In January of this year, prices for real estate dropped to a one-year low. In February, the number of homes purchased hit at a record low. Slower sales market for homes across the country are spreading across the country.
However, that’s not to say that the increased mortgage rates aren’t playing a role in the slowing real estate market. Last week, the average interest rate for a 30-year fixed rate loan went up from 4.80 the previous week to 4.92 percent. For a 15-year fixed rate loan, the average rate went from 4.02 to 4.16 in the matter of a week. And it’s not only home buyers who are putting on the brakes. Current homeowners who are looking to refinance are also becoming fewer and fewer. In recent weeks, the percent applying for a mortgage refinance has dropped from 66.4 percent to 64.3 percent of all mortgage applicants.
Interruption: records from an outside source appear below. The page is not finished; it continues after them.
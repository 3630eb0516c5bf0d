//! Still-image export of board content.

use crate::error::{BoardError, BoardResult};
use base64::Engine as _;
use base64::engine::general_purpose::STANDARD;
use std::io::Cursor;

/// Image formats a board can export.
#[derive(Debug, Clone, Copy, PartialEq, Eq, Hash, Default)]
pub enum ImageFormat {
    /// Lossless, keeps transparency.
    #[default]
    Png,
    /// Lossy, transparency becomes black.
    Jpeg,
    /// Lossless WebP.
    WebP,
}

impl ImageFormat {
    pub fn mime_type(self) -> &'static str {
        match self {
            ImageFormat::Png => "image/png",
            ImageFormat::Jpeg => "image/jpeg",
            ImageFormat::WebP => "image/webp",
        }
    }

    pub fn extension(self) -> &'static str {
        match self {
            ImageFormat::Png => "png",
            ImageFormat::Jpeg => "jpg",
            ImageFormat::WebP => "webp",
        }
    }

    pub fn from_extension(ext: &str) -> Option<Self> {
        match ext.trim_start_matches('.').to_ascii_lowercase().as_str() {
            "png" => Some(ImageFormat::Png),
            "jpg" | "jpeg" => Some(ImageFormat::Jpeg),
            "webp" => Some(ImageFormat::WebP),
            _ => None,
        }
    }
}

/// Encode straight RGBA8 pixels as PNG.
pub fn encode_png(rgba: &[u8], width: u32, height: u32) -> BoardResult<Vec<u8>> {
    let mut png_data = Vec::new();
    {
        let mut encoder = png::Encoder::new(&mut png_data, width, height);
        encoder.set_color(png::ColorType::Rgba);
        encoder.set_depth(png::BitDepth::Eight);
        let mut writer = encoder.write_header()?;
        writer.write_image_data(rgba)?;
        writer.finish()?;
    }
    Ok(png_data)
}

/// Encode straight RGBA8 pixels in `format`.
pub fn encode(format: ImageFormat, rgba: &[u8], width: u32, height: u32) -> BoardResult<Vec<u8>> {
    let mut bytes = Vec::new();
    match format {
        ImageFormat::Png => return encode_png(rgba, width, height),
        ImageFormat::Jpeg => {
            let rgb = image::DynamicImage::ImageRgba8(rgba_image(rgba, width, height)?).to_rgb8();
            rgb.write_to(&mut Cursor::new(&mut bytes), image::ImageFormat::Jpeg)?;
        }
        ImageFormat::WebP => {
            rgba_image(rgba, width, height)?
                .write_to(&mut Cursor::new(&mut bytes), image::ImageFormat::WebP)?;
        }
    }
    Ok(bytes)
}

fn rgba_image(rgba: &[u8], width: u32, height: u32) -> BoardResult<image::RgbaImage> {
    image::RgbaImage::from_raw(width, height, rgba.to_vec()).ok_or_else(|| {
        BoardError::Encode(format!(
            "{} bytes do not make a {}x{} RGBA image",
            rgba.len(),
            width,
            height
        ))
    })
}

/// Build a `data:` URI for encoded image bytes.
pub fn data_uri(mime_type: &str, bytes: &[u8]) -> String {
    format!("data:{};base64,{}", mime_type, STANDARD.encode(bytes))
}
//! Undo/redo history pointer.
//!
//! The fallback board keeps no history of its own; this store exists so a
//! full board and the toolbar can agree on what undo and redo would do.

use super::observable::{Store, SubscriptionId};
use serde::{Deserialize, Serialize};

/// Maximum number of undo states to keep.
pub const MAX_HISTORY_SIZE: usize = 50;

const MAX_INDEX: i32 = MAX_HISTORY_SIZE as i32 - 1;

#[derive(Debug, Clone, PartialEq, Eq, Serialize, Deserialize)]
#[serde(rename_all = "camelCase")]
pub struct HistoryState {
    pub can_undo: bool,
    pub can_redo: bool,
    /// -1 when the history is empty.
    pub history_index: i32,
    pub max_history_size: usize,
}

impl Default for HistoryState {
    fn default() -> Self {
        Self {
            can_undo: false,
            can_redo: false,
            history_index: -1,
            max_history_size: MAX_HISTORY_SIZE,
        }
    }
}

/// Store holding [`HistoryState`].
#[derive(Debug, Clone, Default)]
pub struct HistoryStore {
    store: Store<HistoryState>,
}

impl HistoryStore {
    pub fn new() -> Self {
        Self::default()
    }

    pub fn state(&self) -> HistoryState {
        self.store.get()
    }

    pub fn set_can_undo(&self, can_undo: bool) {
        self.store.update(|s| s.can_undo = can_undo);
    }

    pub fn set_can_redo(&self, can_redo: bool) {
        self.store.update(|s| s.can_redo = can_redo);
    }

    /// Set the index, clamped into `[-1, MAX_HISTORY_SIZE - 1]`.
    pub fn set_history_index(&self, index: i32) {
        let index = index.clamp(-1, MAX_INDEX);
        self.store.update(|s| {
            s.history_index = index;
            s.can_undo = index > 0;
        });
    }

    /// Record a new action. Clears redo.
    pub fn increment_history(&self) {
        self.store.update(|s| {
            s.history_index = (s.history_index + 1).min(MAX_INDEX);
            s.can_undo = s.history_index > 0;
            s.can_redo = false;
        });
    }

    /// Step back one action. Redo becomes available only if the index moved.
    pub fn decrement_history(&self) {
        self.store.update(|s| {
            let previous = s.history_index;
            s.history_index = (s.history_index - 1).max(-1);
            s.can_undo = s.history_index > 0;
            if s.history_index < previous {
                s.can_redo = true;
            }
        });
    }

    pub fn reset(&self) {
        self.store.set(HistoryState::default());
    }

    pub fn subscribe(&self, subscriber: impl Fn(&HistoryState) + 'static) -> SubscriptionId {
        self.store.subscribe(subscriber)
    }

    pub fn unsubscribe(&self, id: SubscriptionId) -> bool {
        self.store.unsubscribe(id)
    }
}
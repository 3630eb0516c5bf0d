//! The board command surface and the fallback raster board.

use crate::config::{BoardConfig, DrawingChangeCallback};
use crate::error::{BoardError, BoardResult};
use crate::export::{self, ImageFormat};
use crate::raster::{RasterContext, SegmentStyle};
use crate::surface::{Download, DrawingSurface, ListenerId};
use atelier_core::input::to_canvas;
use atelier_core::{PointerEvent, PointerEventKind, Rgba8, Stroke, ToolKind, ToolState, ToolStore};
use kurbo::Point;
use std::path::Path;

/// Base name used when a download has no caller-supplied file name.
const DEFAULT_DOWNLOAD_NAME: &str = "drawing";

/// Commands every drawing board accepts.
///
/// The fallback board implements the drawing half and answers the history and
/// zoom half with no-ops, so toolbars can be written once against this trait.
pub trait Board {
    fn set_tool(&mut self, tool: &str);
    fn set_brush_size(&mut self, size: f64);
    fn set_brush_color(&mut self, color: &str);
    fn set_brush_opacity(&mut self, opacity: f64);
    fn set_eraser_size(&mut self, size: f64);

    /// Feed one pointer event from the surface.
    fn handle_pointer_event(&mut self, event: PointerEvent);

    /// Whether a stroke is in progress.
    fn is_drawing(&self) -> bool;

    /// Wipe the whole surface.
    fn clear(&mut self);

    /// Current content as a PNG data URI.
    fn save(&self) -> BoardResult<String>;

    /// Hand the current content to the surface as a file download.
    fn download(&mut self, format: ImageFormat, filename: Option<&str>) -> BoardResult<()>;

    fn undo(&mut self);
    fn redo(&mut self);
    fn can_undo(&self) -> bool;
    fn can_redo(&self) -> bool;

    fn zoom_in(&mut self);
    fn zoom_out(&mut self);
    fn reset_zoom(&mut self);
    /// Zoom level in percent.
    fn zoom_percentage(&self) -> f64;

    /// Detach all input listeners.
    fn dispose(&mut self);
}

/// Minimal raster board used when the rich canvas engine is unavailable.
///
/// Strokes are drawn straight onto the raster as a polyline at native event
/// resolution. There is no history and no view transform.
pub struct FallbackBoard<S: DrawingSurface> {
    surface: S,
    context: RasterContext,
    tools: ToolStore,
    on_drawing_change: Option<DrawingChangeCallback>,
    listeners: Vec<(PointerEventKind, ListenerId)>,
    is_drawing: bool,
    last_point: Option<Point>,
    current_stroke: Option<Stroke>,
    strokes: Vec<Stroke>,
}

impl<S: DrawingSurface> FallbackBoard<S> {
    /// Create a board with its own tool store.
    pub fn new(surface: S, config: BoardConfig) -> BoardResult<Self> {
        Self::with_tool_store(surface, config, ToolStore::new())
    }

    /// Create a board that reads brush settings from a shared tool store.
    ///
    /// Fails if the configuration is invalid or the surface has no 2D context.
    pub fn with_tool_store(
        mut surface: S,
        config: BoardConfig,
        tools: ToolStore,
    ) -> BoardResult<Self> {
        config.validate()?;

        let context = surface
            .acquire_context(config.width, config.height)
            .ok_or(BoardError::SurfaceUnavailable)?;

        let listeners = PointerEventKind::ALL
            .into_iter()
            .map(|kind| (kind, surface.add_listener(kind)))
            .collect();

        log::info!("Fallback board ready ({}x{})", config.width, config.height);

        Ok(Self {
            surface,
            context,
            tools,
            on_drawing_change: config.on_drawing_change,
            listeners,
            is_drawing: false,
            last_point: None,
            current_stroke: None,
            strokes: Vec::new(),
        })
    }

    pub fn surface(&self) -> &S {
        &self.surface
    }

    pub fn surface_mut(&mut self) -> &mut S {
        &mut self.surface
    }

    /// The raster the board draws into.
    pub fn context(&self) -> &RasterContext {
        &self.context
    }

    /// The tool store read before each segment.
    pub fn tool_store(&self) -> &ToolStore {
        &self.tools
    }

    /// Completed strokes since construction or the last clear.
    ///
    /// The log grows with every stroke; only [`Board::clear`] empties it.
    pub fn strokes(&self) -> &[Stroke] {
        &self.strokes
    }

    pub fn is_disposed(&self) -> bool {
        self.listeners.is_empty()
    }

    fn is_listening(&self, kind: PointerEventKind) -> bool {
        self.listeners.iter().any(|(k, _)| *k == kind)
    }

    fn notify_drawing_change(&mut self, has_changes: bool) {
        if let Some(callback) = self.on_drawing_change.as_mut() {
            callback(has_changes);
        }
    }

    fn segment_style(tools: &ToolState) -> SegmentStyle {
        let width = tools.active_size();
        if tools.kind().is_eraser() {
            return SegmentStyle::erase(width);
        }
        let color = Rgba8::parse(&tools.brush_color)
            .unwrap_or_default()
            .with_opacity(tools.brush_opacity);
        SegmentStyle::paint(width, color)
    }

    fn begin_stroke(&mut self, client: Point) {
        // A down without an up (e.g. a lost pointer capture) closes the open stroke.
        self.end_stroke();

        let start = to_canvas(client, self.surface.bounding_rect());
        let tools = self.tools.state();
        if tools.kind() == ToolKind::Brush {
            if let Err(e) = Rgba8::parse(&tools.brush_color) {
                log::warn!("{}; drawing in black", e);
            }
        }

        let style = Self::segment_style(&tools);
        self.is_drawing = true;
        self.last_point = Some(start);
        self.current_stroke = Some(Stroke::begin(start, style.width, style.color, tools.kind()));
        log::debug!("Stroke started at ({:.1}, {:.1})", start.x, start.y);
    }

    fn continue_stroke(&mut self, client: Point) {
        if !self.is_drawing {
            return;
        }
        let Some(from) = self.last_point else {
            return;
        };

        let to = to_canvas(client, self.surface.bounding_rect());
        let style = Self::segment_style(&self.tools.state());

        if self.context.stroke_segment(from, to, &style) {
            if let Some(stroke) = self.current_stroke.as_mut() {
                stroke.add_point(to);
            }
            self.notify_drawing_change(true);
        }
        self.last_point = Some(to);
    }

    fn end_stroke(&mut self) {
        if !self.is_drawing {
            return;
        }
        self.is_drawing = false;
        self.last_point = None;

        if let Some(stroke) = self.current_stroke.take() {
            log::debug!("Stroke finished with {} points", stroke.len());
            if stroke.len() >= 2 {
                self.strokes.push(stroke);
            }
        }
    }

    /// Keep the caller's name if its extension already names `format`, else append one.
    fn download_name(filename: Option<&str>, format: ImageFormat) -> String {
        let matches_format = |name: &str| {
            Path::new(name)
                .extension()
                .and_then(|ext| ext.to_str())
                .and_then(ImageFormat::from_extension)
                == Some(format)
        };

        match filename.map(str::trim).filter(|name| !name.is_empty()) {
            Some(name) if matches_format(name) => name.to_string(),
            Some(name) => format!("{}.{}", name, format.extension()),
            None => format!("{}.{}", DEFAULT_DOWNLOAD_NAME, format.extension()),
        }
    }
}

impl<S: DrawingSurface> Board for FallbackBoard<S> {
    fn set_tool(&mut self, tool: &str) {
        self.tools.set_tool(tool);
    }

    fn set_brush_size(&mut self, size: f64) {
        self.tools.set_brush_size(size);
    }

    fn set_brush_color(&mut self, color: &str) {
        match Rgba8::parse(color) {
            Ok(_) => self.tools.set_brush_color(color),
            Err(e) => log::warn!("Ignoring brush color: {}", e),
        }
    }

    fn set_brush_opacity(&mut self, opacity: f64) {
        self.tools.set_brush_opacity(opacity);
    }

    fn set_eraser_size(&mut self, size: f64) {
        self.tools.set_eraser_size(size);
    }

    fn handle_pointer_event(&mut self, event: PointerEvent) {
        if !self.is_listening(event.kind()) {
            return;
        }

        match event {
            PointerEvent::Down { client } => self.begin_stroke(client),
            PointerEvent::Move { client } => self.continue_stroke(client),
            PointerEvent::Up { .. } | PointerEvent::Leave => self.end_stroke(),
        }
    }

    fn is_drawing(&self) -> bool {
        self.is_drawing
    }

    fn clear(&mut self) {
        self.context.clear();
        self.strokes.clear();
        log::info!("Board cleared");
        self.notify_drawing_change(false);
    }

    fn save(&self) -> BoardResult<String> {
        let png_data = export::encode_png(
            &self.context.to_rgba(),
            self.context.width(),
            self.context.height(),
        )?;
        Ok(export::data_uri(ImageFormat::Png.mime_type(), &png_data))
    }

    fn download(&mut self, format: ImageFormat, filename: Option<&str>) -> BoardResult<()> {
        let bytes = export::encode(
            format,
            &self.context.to_rgba(),
            self.context.width(),
            self.context.height(),
        )?;
        let filename = Self::download_name(filename, format);
        log::info!("Downloading {} ({} bytes)", filename, bytes.len());

        self.surface.deliver_download(Download {
            filename,
            mime_type: format.mime_type(),
            bytes,
        })
    }

    fn undo(&mut self) {
        log::info!("Undo is not available on the fallback board");
    }

    fn redo(&mut self) {
        log::info!("Redo is not available on the fallback board");
    }

    fn can_undo(&self) -> bool {
        false
    }

    fn can_redo(&self) -> bool {
        false
    }

    fn zoom_in(&mut self) {
        log::info!("Zoom is not available on the fallback board");
    }

    fn zoom_out(&mut self) {
        log::info!("Zoom is not available on the fallback board");
    }

    fn reset_zoom(&mut self) {
        log::info!("Zoom is not available on the fallback board");
    }

    fn zoom_percentage(&self) -> f64 {
        100.0
    }

    fn dispose(&mut self) {
        if self.listeners.is_empty() {
            return;
        }
        for (_, id) in self.listeners.drain(..) {
            self.surface.remove_listener(id);
        }
        self.is_drawing = false;
        self.last_point = None;
        self.current_stroke = None;
        log::info!("Fallback board disposed");
    }
}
Those in the real estate and mortgage industry aren't giving up hope. They are anticipating the spring selling season of 2011 to see what the market holds in terms of buyers. Nobody is sure about how this busiest selling time of the year is going to play out yet. Is it going to be the start of a massive recovery for the housing industry and the economy in general? Or is it going to fizzle out and require everybody to be more patient while waiting for an actual recovery?
How do you think this season is going to compare?